▶ **What needs to be done**:
In the data that follows, each entry is to be restated exactly.

▶ **Material provided**:
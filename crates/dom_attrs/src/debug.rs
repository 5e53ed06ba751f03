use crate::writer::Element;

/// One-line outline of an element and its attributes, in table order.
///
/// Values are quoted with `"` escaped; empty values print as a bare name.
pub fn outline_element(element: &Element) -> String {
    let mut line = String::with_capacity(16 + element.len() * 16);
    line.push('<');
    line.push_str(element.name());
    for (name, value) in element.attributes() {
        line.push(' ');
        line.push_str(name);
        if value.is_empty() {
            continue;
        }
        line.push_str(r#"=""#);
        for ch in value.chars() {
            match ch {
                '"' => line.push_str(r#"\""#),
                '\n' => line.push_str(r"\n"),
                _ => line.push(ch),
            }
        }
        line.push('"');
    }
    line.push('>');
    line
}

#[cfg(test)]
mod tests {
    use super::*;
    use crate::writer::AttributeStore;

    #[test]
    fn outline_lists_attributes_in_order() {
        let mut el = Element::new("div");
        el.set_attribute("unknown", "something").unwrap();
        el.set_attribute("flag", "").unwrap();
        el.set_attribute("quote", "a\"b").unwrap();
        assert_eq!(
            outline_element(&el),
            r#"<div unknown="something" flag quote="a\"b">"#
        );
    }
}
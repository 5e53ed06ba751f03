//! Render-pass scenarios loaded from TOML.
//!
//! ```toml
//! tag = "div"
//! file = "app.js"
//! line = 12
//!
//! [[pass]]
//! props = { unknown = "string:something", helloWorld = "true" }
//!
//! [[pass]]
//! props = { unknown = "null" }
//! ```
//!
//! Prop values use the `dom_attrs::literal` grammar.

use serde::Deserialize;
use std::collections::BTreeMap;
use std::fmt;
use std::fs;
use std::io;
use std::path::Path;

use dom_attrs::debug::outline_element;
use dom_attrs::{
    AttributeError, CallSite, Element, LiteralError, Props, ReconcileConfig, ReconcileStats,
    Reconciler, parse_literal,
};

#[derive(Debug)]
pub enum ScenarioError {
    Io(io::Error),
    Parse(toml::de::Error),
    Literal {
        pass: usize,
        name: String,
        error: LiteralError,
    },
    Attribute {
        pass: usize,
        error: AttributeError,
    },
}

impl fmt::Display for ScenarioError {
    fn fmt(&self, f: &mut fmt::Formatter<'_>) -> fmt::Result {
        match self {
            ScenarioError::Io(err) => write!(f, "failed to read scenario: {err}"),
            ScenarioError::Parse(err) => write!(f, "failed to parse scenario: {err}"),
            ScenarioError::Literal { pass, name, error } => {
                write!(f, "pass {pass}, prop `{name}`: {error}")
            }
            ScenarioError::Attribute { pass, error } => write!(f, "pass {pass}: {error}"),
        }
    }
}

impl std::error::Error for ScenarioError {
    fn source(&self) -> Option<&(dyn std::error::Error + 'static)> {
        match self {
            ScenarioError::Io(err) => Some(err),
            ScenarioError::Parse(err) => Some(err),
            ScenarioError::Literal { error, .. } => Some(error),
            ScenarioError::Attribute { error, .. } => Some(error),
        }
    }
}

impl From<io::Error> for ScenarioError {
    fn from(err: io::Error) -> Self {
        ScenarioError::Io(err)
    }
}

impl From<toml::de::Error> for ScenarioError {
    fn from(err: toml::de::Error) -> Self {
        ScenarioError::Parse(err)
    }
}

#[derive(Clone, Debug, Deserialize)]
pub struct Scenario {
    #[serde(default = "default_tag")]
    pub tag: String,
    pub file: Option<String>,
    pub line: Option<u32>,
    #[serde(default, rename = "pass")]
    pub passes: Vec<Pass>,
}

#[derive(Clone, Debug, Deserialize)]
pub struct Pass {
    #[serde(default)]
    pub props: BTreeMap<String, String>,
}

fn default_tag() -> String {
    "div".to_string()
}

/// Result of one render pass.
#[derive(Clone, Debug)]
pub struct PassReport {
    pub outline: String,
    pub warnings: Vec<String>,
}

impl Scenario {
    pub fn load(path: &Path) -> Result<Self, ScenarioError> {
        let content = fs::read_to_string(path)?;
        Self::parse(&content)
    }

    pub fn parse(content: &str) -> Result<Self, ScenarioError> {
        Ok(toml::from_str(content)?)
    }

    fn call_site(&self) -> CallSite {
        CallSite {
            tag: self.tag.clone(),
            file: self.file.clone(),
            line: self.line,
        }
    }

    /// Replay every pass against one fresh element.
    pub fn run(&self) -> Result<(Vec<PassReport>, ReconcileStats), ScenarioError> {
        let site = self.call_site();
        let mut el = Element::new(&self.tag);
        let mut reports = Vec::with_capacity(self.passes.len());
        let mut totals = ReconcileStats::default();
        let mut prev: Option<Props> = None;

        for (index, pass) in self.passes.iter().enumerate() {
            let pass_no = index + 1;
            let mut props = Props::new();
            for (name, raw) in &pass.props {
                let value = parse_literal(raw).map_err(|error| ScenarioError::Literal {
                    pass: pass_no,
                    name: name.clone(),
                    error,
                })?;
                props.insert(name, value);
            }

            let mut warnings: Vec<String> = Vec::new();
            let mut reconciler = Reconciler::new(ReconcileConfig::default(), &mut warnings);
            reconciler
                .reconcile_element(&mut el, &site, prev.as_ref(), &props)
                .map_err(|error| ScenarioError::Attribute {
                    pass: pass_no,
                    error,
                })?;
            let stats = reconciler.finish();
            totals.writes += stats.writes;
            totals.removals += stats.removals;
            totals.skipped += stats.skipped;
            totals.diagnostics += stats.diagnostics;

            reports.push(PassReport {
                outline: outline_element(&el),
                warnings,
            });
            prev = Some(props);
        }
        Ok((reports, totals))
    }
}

▶ **Solution below**:
filename crates/dom_attrs/src/debug.rs
repository 5e53ed06ba751f03
use crate::writer::Element;

/// One-line outline of an element and its attributes, in table order.
///
/// Values are quoted with `"` escaped; empty values print as a bare name.
pub fn outline_element(element: &Element) -> String {
    let mut line = String::with_capacity(16 + element.len() * 16);
    line.push('<');
    line.push_str(element.name());
    for (name, value) in element.attributes() {
        line.push(' ');
        line.push_str(name);
        if value.is_empty() {
            continue;
        }
        line.push_str(r#"=""#);
        for ch in value.chars() {
            match ch {
                '"' => line.push_str(r#"\""#),
                '\n' => line.push_str(r"\n"),
                _ => line.push(ch),
            }
        }
        line.push('"');
    }
    line.push('>');
    line
}

#[cfg(test)]
mod tests {
    use super::*;
    use crate::writer::AttributeStore;

    #[test]
    fn outline_lists_attributes_in_order() {
        let mut el = Element::new("div");
        el.set_attribute("unknown", "something").unwrap();
        el.set_attribute("flag", "").unwrap();
        el.set_attribute("quote", "a\"b").unwrap();
        assert_eq!(
            outline_element(&el),
            r#"<div unknown="something" flag quote="a\"b">"#
        );
    }
}
repository 5e53ed06ba751f03
//! Render-pass scenarios loaded from TOML.
//!
//! ```toml
//! tag = "div"
//! file = "app.js"
//! line = 12
//!
//! [[pass]]
//! props = { unknown = "string:something", helloWorld = "true" }
//!
//! [[pass]]
//! props = { unknown = "null" }
//! ```
//!
//! Prop values use the `dom_attrs::literal` grammar.

use serde::Deserialize;
use std::collections::BTreeMap;
use std::fmt;
use std::fs;
use std::io;
use std::path::Path;

use dom_attrs::debug::outline_element;
use dom_attrs::{
    AttributeError, CallSite, Element, LiteralError, Props, ReconcileConfig, ReconcileStats,
    Reconciler, parse_literal,
};

#[derive(Debug)]
pub enum ScenarioError {
    Io(io::Error),
    Parse(toml::de::Error),
    Literal {
        pass: usize,
        name: String,
        error: LiteralError,
    },
    Attribute {
        pass: usize,
        error: AttributeError,
    },
}

impl fmt::Display for ScenarioError {
    fn fmt(&self, f: &mut fmt::Formatter<'_>) -> fmt::Result {
        match self {
            ScenarioError::Io(err) => write!(f, "failed to read scenario: {err}"),
            ScenarioError::Parse(err) => write!(f, "failed to parse scenario: {err}"),
            ScenarioError::Literal { pass, name, error } => {
                write!(f, "pass {pass}, prop `{name}`: {error}")
            }
            ScenarioError::Attribute { pass, error } => write!(f, "pass {pass}: {error}"),
        }
    }
}

impl std::error::Error for ScenarioError {
    fn source(&self) -> Option<&(dyn std::error::Error + 'static)> {
        match self {
            ScenarioError::Io(err) => Some(err),
            ScenarioError::Parse(err) => Some(err),
            ScenarioError::Literal { error, .. } => Some(error),
            ScenarioError::Attribute { error, .. } => Some(error),
        }
    }
}

impl From<io::Error> for ScenarioError {
    fn from(err: io::Error) -> Self {
        ScenarioError::Io(err)
    }
}

impl From<toml::de::Error> for ScenarioError {
    fn from(err: toml::de::Error) -> Self {
        ScenarioError::Parse(err)
    }
}

#[derive(Clone, Debug, Deserialize)]
pub struct Scenario {
    #[serde(default = "default_tag")]
    pub tag: String,
    pub file: Option<String>,
    pub line: Option<u32>,
    #[serde(default, rename = "pass")]
    pub passes: Vec<Pass>,
}

#[derive(Clone, Debug, Deserialize)]
pub struct Pass {
    #[serde(default)]
    pub props: BTreeMap<String, String>,
}

fn default_tag() -> String {
    "div".to_string()
}

/// Result of one render pass.
#[derive(Clone, Debug)]
pub struct PassReport {
    pub outline: String,
    pub warnings: Vec<String>,
}

impl Scenario {
    pub fn load(path: &Path) -> Result<Self, ScenarioError> {
        let content = fs::read_to_string(path)?;
        Self::parse(&content)
    }

    pub fn parse(content: &str) -> Result<Self, ScenarioError> {
        Ok(toml::from_str(content)?)
    }

    fn call_site(&self) -> CallSite {
        CallSite {
            tag: self.tag.clone(),
            file: self.file.clone(),
            line: self.line,
        }
    }

    /// Replay every pass against one fresh element.
    pub fn run(&self) -> Result<(Vec<PassReport>, ReconcileStats), ScenarioError> {
        let site = self.call_site();
        let mut el = Element::new(&self.tag);
        let mut reports = Vec::with_capacity(self.passes.len());
        let mut totals = ReconcileStats::default();
        let mut prev: Option<Props> = None;

        for (index, pass) in self.passes.iter().enumerate() {
            let pass_no = index + 1;
            let mut props = Props::new();
            for (name, raw) in &pass.props {
                let value = parse_literal(raw).map_err(|error| ScenarioError::Literal {
                    pass: pass_no,
                    name: name.clone(),
                    error,
                })?;
                props.insert(name, value);
            }

            let mut warnings: Vec<String> = Vec::new();
            let mut reconciler = Reconciler::new(ReconcileConfig::default(), &mut warnings);
            reconciler
                .reconcile_element(&mut el, &site, prev.as_ref(), &props)
                .map_err(|error| ScenarioError::Attribute {
                    pass: pass_no,
                    error,
                })?;
            let stats = reconciler.finish();
            totals.writes += stats.writes;
            totals.removals += stats.removals;
            totals.skipped += stats.skipped;
            totals.diagnostics += stats.diagnostics;

            reports.push(PassReport {
                outline: outline_element(&el),
                warnings,
            });
            prev = Some(props);
        }
        Ok((reports, totals))
    }
}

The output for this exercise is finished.